Measles Cases in Utah Reach Highest Levels in Over 30 Years
Utah’s measles cases have risen to at least 115, the most significant figure in over three decades. With 26 new diagnoses in just three weeks, health officials are worried that numbers could rise even higher, especially during the busy holiday season.
Dr. Leisha Nolen, the state epidemiologist, suspects there are more unreported cases. This situation is particularly alarming given that Utah hasn’t seen this level of measles cases since the early 1990s. Across the U.S., the Centers for Disease Control and Prevention reported 1,912 cases in 2025, marking the highest count since measles was declared eliminated in 2000.
The U.S. risks losing its elimination status if outbreaks continue for more than a year. Recently, Canada was stripped of its eradication status.
In Utah, the initial cases appeared mainly in the southern regions near the Arizona border, but the Utah Department of Health noted reports from central and northern areas as well. During a recent press briefing, Nolen mentioned confirmed cases in Salt Lake, Davis, Utah, and Wasatch counties. This disease is highly contagious, lingering in the air for up to two hours, making it easy for transmission.
She explained that if 20 individuals who are unvaccinated or have never had measles were exposed, around 18 would likely contract the virus. That’s significantly more contagious than the flu or COVID-19.
On a positive note, about 90% of Utah residents are vaccinated against measles, but herd immunity requires a 95% vaccination rate. This immunity protects those who cannot be vaccinated, including very young infants, who are particularly vulnerable.
Approximately 70% of the cases so far involve children, mostly those who were unvaccinated, but there were a few breakthrough cases where vaccinated individuals still fell ill.
Measles: A Potentially Severe Illness
While some measles cases can be mild, Utah has seen 12 hospitalizations this year. The demographic most at risk includes children under 5, adults over 20, pregnant women, and individuals with weakened immune systems.

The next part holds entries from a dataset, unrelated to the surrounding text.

//! Workflow error taxonomy
//!
//! Validation, not-found, conflict, and authorization errors abort an
//! operation before any mutation and surface synchronously. Publish
//! side effects and audit delivery fail soft: they are reported as
//! boolean flags on the transition outcome, never as errors here.

use crate::id::{DefinitionId, InstanceId, RuleId, StateId};
use thiserror::Error;

/// Errors surfaced by the workflow core
#[derive(Clone, Debug, Error, PartialEq, Eq)]
pub enum WorkflowError {
    /// Malformed input, missing required comment, inactive rule, or a
    /// structurally invalid definition
    #[error("validation failed: {0}")]
    Validation(String),

    #[error("workflow definition '{0}' not found")]
    DefinitionNotFound(DefinitionId),

    #[error("workflow state '{0}' not found")]
    StateNotFound(StateId),

    #[error("transition rule '{0}' not found")]
    RuleNotFound(RuleId),

    #[error("workflow instance '{0}' not found")]
    InstanceNotFound(InstanceId),

    /// The rule departs from a state other than the instance's current
    /// state
    #[error("rule departs from state '{expected}' but instance is at '{actual}'")]
    StateConflict { expected: StateId, actual: StateId },

    /// Optimistic concurrency check failed on save; the caller should
    /// reload and retry
    #[error(
        "instance '{instance}' was modified concurrently \
         (expected version {expected}, found {found})"
    )]
    VersionConflict {
        instance: InstanceId,
        expected: u64,
        found: u64,
    },

    /// Caller roles do not intersect the rule's allowed roles
    #[error("caller roles do not satisfy transition rule '{0}'")]
    Unauthorized(RuleId),

    /// Backing store failure outside the domain's control
    #[error("repository error: {0}")]
    Repository(String),
}

pub type WorkflowResult<T> = Result<T, WorkflowError>;

#[cfg(test)]
mod tests {
    use super::*;

    #[test]
    fn test_error_messages_name_the_entity() {
        let err = WorkflowError::InstanceNotFound(InstanceId::new("inst-1"));
        assert!(err.to_string().contains("inst-1"));

        let err = WorkflowError::StateConflict {
            expected: StateId::new("review"),
            actual: StateId::new("draft"),
        };
        let text = err.to_string();
        assert!(text.contains("review"));
        assert!(text.contains("draft"));
    }

    #[test]
    fn test_version_conflict_reports_versions() {
        let err = WorkflowError::VersionConflict {
            instance: InstanceId::new("inst-1"),
            expected: 3,
            found: 4,
        };
        let text = err.to_string();
        assert!(text.contains("expected version 3"));
        assert!(text.contains("found 4"));
    }
}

The CDC outlines a range of complications from measles, which can include common issues like ear infections and diarrhea, as well as more severe conditions, such as pneumonia and brain inflammation. For pregnant women, risks include miscarriage or premature delivery. Those with compromised immune systems, young children, and older adults can face even more severe outcomes, including blindness or death.
Measles has a specific progression. Initially, symptoms include a high fever, cough, runny nose, and watery eyes, followed by distinctive white spots in the mouth. A rash typically appears a few days later, starting on the face and spreading.
Strategies to Prevent Spread
During a recent national vaccination briefing, Dr. Mona Amin, a pediatrician, emphasized that the risk of contracting measles outweighs any concern regarding the vaccine, which is well-tolerated and effective. The vaccine, deemed 95% effective, has a long history of safety, according to Nolen.
Both Nolen and health expert Adams advised the public to contact healthcare providers if they suspect illness or have been exposed, as presenting in person without prior notice could risk further transmission in waiting rooms. This proactive approach allows providers to take necessary precautions.
Due to the outbreak, there’s talk about changing vaccination guidelines for infants, who typically receive their measles shot at 12 months. Nolen remarked that while it’s not standard practice to vaccinate infants as young as six months, it might be a reasonable option given the current outbreak. These infants would still receive the standard dose at the usual time for their age.
Those who are unvaccinated and exposed can also receive a measles vaccine within a few days for added protection against severe illness. Adams highlighted the importance of contact tracing to prevent further spread, as health departments investigate confirmed cases to alert potential contacts about symptoms to watch out for.
She acknowledged that some people might be suspicious of receiving calls from unknown numbers asking health-related questions. She encouraged anyone uncertain to verify the caller’s affiliation with their local health department, rather than letting apprehension hinder potentially helpful communication.
Since many might not suspect measles until the rash appears, the timeframe for effective treatment can be narrow, reinforcing the importance of prevention, Adams concluded.